Genre :
Théâtre
Auteur :
Tankred Dorst
en collaboration avec Ursula Ehler
Traduction :
Hélène Dorst
René Zahnd
Adaptation :
Version scénique de Jorge Lavelli
Dates et horaires :
Mardi 14, mercredi 15, jeudi 16 juin 2005 à 21h
Lieu :
Grand théâtre romain
Production :
Les Nuits de Fourvière/ Département du Rhône
Le Méchant Théâtre
MC93 Bobigny
et avec la participation du Jeune Théâtre National.
Institution ou compagnie :
Le Méchant Théâtre
Création mondiale ou française :
Création française
Mise en scène :
Jorge Lavelli
Collaboration à la mise en scène :
Dominique Poulange
Décors :
Charlotte Villermet
Costumes :
Francesco Zitto
Lumières :
Roberto Trafferi
Musique de scène :
Zygmunt Krauze
Commentaires :
Voilà que Merlin a chassé Prométhée, les Bacchantes et la Galigo, les héros des saisons passées. L’enchanteur de nos livres d’enfants règne maintenant sur Fourvière où il conduira bientôt les songes de nos nuits d’été.

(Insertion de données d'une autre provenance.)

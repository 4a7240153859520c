//! OpenAI-compatible chat-completion provider
//!
//! Sends one `POST {base_url}/chat/completions` per call with a fixed model
//! and temperature, then pulls the first choice's message content out of the
//! reply.
//!
//! # Authentication
//!
//! The bearer key comes from [`ClientConfig::api_key`], normally loaded from
//! `OPENAI_API_KEY` by a server-side process. It is never serialized into
//! anything handed to a browser.

use crate::config::{ClientConfig, MODEL, TEMPERATURE};
use crate::error::{TranslateError, TranslateResult};
use crate::provider::{CompletionProvider, MAX_INSTRUCTION_CHARS, normalize_reply};
use async_trait::async_trait;
use reqwest::header::CONTENT_TYPE;
use serde::{Deserialize, Serialize};

#[derive(Debug, Serialize)]
struct ChatCompletionRequest<'a> {
    model: &'a str,
    messages: [ChatMessage<'a>; 1],
    temperature: f32,
}

#[derive(Debug, Serialize)]
struct ChatMessage<'a> {
    role: &'a str,
    content: &'a str,
}

#[derive(Debug, Deserialize)]
struct ChatCompletionResponse {
    choices: Vec<Choice>,
}

#[derive(Debug, Deserialize)]
struct Choice {
    #[serde(default)]
    message: Option<ChoiceMessage>,
}

#[derive(Debug, Deserialize)]
struct ChoiceMessage {
    #[serde(default)]
    content: Option<String>,
}

/// Chat-completion client for OpenAI and API-compatible endpoints
#[derive(Clone)]
pub struct OpenAiProvider {
    client: reqwest::Client,
    config: ClientConfig,
}

impl OpenAiProvider {
    /// Build a provider with its own pooled HTTP client
    pub fn new(config: ClientConfig) -> TranslateResult<Self> {
        reqwest::Url::parse(&config.completions_url())
            .map_err(|e| TranslateError::Config(format!("Invalid base URL {}: {}", config.base_url, e)))?;

        if config.api_key.is_none() {
            tracing::warn!(
                base_url = %config.base_url,
                "no API key configured; requests are sent without Authorization"
            );
        }

        let client = reqwest::Client::builder()
            .timeout(config.timeout)
            .build()
            .map_err(|e| TranslateError::Config(format!("Failed to create HTTP client: {}", e)))?;

        Ok(Self { client, config })
    }

    /// Build a provider from `OPENAI_*` environment variables
    pub fn from_env() -> TranslateResult<Self> {
        Self::new(ClientConfig::from_env()?)
    }

    pub fn config(&self) -> &ClientConfig {
        &self.config
    }

    fn extract_reply(body: &[u8]) -> TranslateResult<String> {
        let response: ChatCompletionResponse = serde_json::from_slice(body)?;

        let content = response
            .choices
            .first()
            .and_then(|choice| choice.message.as_ref())
            .and_then(|message| message.content.as_deref());

        Ok(normalize_reply(content))
    }
}

impl std::fmt::Debug for OpenAiProvider {
    fn fmt(&self, f: &mut std::fmt::Formatter<'_>) -> std::fmt::Result {
        f.debug_struct("OpenAiProvider")
            .field("config", &self.config)
            .finish()
    }
}

#[async_trait]
impl CompletionProvider for OpenAiProvider {
    async fn complete(&self, instruction: &str) -> TranslateResult<String> {
        if instruction.chars().count() > MAX_INSTRUCTION_CHARS {
            return Err(TranslateError::Validation(format!(
                "Text exceeds maximum length of {} characters",
                MAX_INSTRUCTION_CHARS
            )));
        }

        let body = ChatCompletionRequest {
            model: MODEL,
            messages: [ChatMessage {
                role: "user",
                content: instruction,
            }],
            temperature: TEMPERATURE,
        };

        let mut request = self
            .client
            .post(self.config.completions_url())
            .header(CONTENT_TYPE, "application/json")
            .json(&body);

        if let Some(key) = &self.config.api_key {
            request = request.bearer_auth(key);
        }

        let response = request.send().await?;

        let status = response.status();
        if !status.is_success() {
            let body = response
                .text()
                .await
                .unwrap_or_else(|_| "Unknown error".to_string());
            return Err(TranslateError::Api {
                status: status.as_u16(),
                body,
            });
        }

        let bytes = response.bytes().await?;
        Self::extract_reply(&bytes)
    }

    fn provider_name(&self) -> &str {
        "OpenAI"
    }
}
//! Translator session
//!
//! A [`TranslatorSession`] is everything one user sees: the input text, the
//! two language selections and the state of the latest translation. It is
//! the only mutable state in the system and is owned by whichever front end
//! presents it.
//!
//! ```text
//!   Idle ──submit──▶ Pending ──Ok──▶ Succeeded(text)
//!     ▲                 │
//!     │                 └──Err──▶ Failed(message)
//!     └─ Succeeded / Failed ──submit──▶ Pending
//! ```
//!
//! While Pending, `submit` and `swap` are rejected with [`SessionError::Busy`],
//! so at most one request is ever in flight per session. A submission that
//! will never be resolved is withdrawn with [`TranslatorSession::abandon`],
//! which puts back the state it replaced.

use crate::clipboard::{COPIED_NOTICE, Clipboard, ClipboardError};
use crate::error::TranslateError;
use crate::language::{self, DEFAULT_SOURCE, DEFAULT_TARGET, Language};
use crate::prompt::build_instruction;
use crate::provider::CompletionProvider;
use crate::request::TranslationRequest;
use crate::speech::{CaptureError, SpeechCapture, recognition_locale};

/// Shown before the first translation
pub const PLACEHOLDER: &str = "Translation will appear here...";

/// The only failure text users ever see; details go to the log
pub const FAILURE_MESSAGE: &str = "Translation failed. Please try again.";

#[derive(Debug, Clone, Default, PartialEq, Eq)]
pub enum TranslationState {
    #[default]
    Idle,
    Pending,
    Succeeded(String),
    Failed(String),
}

#[derive(Debug, Clone, PartialEq, Eq, thiserror::Error)]
pub enum SessionError {
    #[error("A translation is already in progress")]
    Busy,
    #[error(transparent)]
    Invalid(#[from] TranslateError),
}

Un jour le diable vint sur terre pour y engrosser une pucelle. En scène, elle accouche d’un être velu, avec des lunettes et toutes ses dents, doué de la parole, de la double vue et du pouvoir de métamorphose. On le baptise Merlin, sa mission est de guider les humains sur le chemin du mal. C’est l’artiste, le créateur et le metteur en scène de cette épopée chevaleresque. Vous le verrez désobéir à son père, imaginer une société équitable et pacifique, inventer une table ronde pour le Roi Artus, enflammer les corps et les coeurs, protéger les amours adultères de la fidèle Guenièvre et du loyal Lancelot, surveiller le sauvage Perceval dans sa quête du Graal, désespérer de voir le cours des choses lui échapper et la discorde prendre l’avantage. Vous le verrez se transformer en paon, en caillou, en oiseau... et finir en buisson d’aubépine.
Passé l’an mil, quatre poètes, Geoffrey le Gallois, Robert le Normand, Chrétien le Champenois et Wolfram le Bavarois - chacun son tour, chacun à sa façon, chacun dans sa langue qui n’était pas encore vraiment ni l’anglais, ni le français, ni l’allemand -, s’inspirent du déjà lointain souvenir des exploits chevaleresques et des guerres de conquête qui, à l’aube du Moyen-Age, avaient opposé les tribus et les barons. Et, tous ensemble, ils élaborent la légende collective du Royaume d’Artus, de la Table ronde et la quête du Saint Graal.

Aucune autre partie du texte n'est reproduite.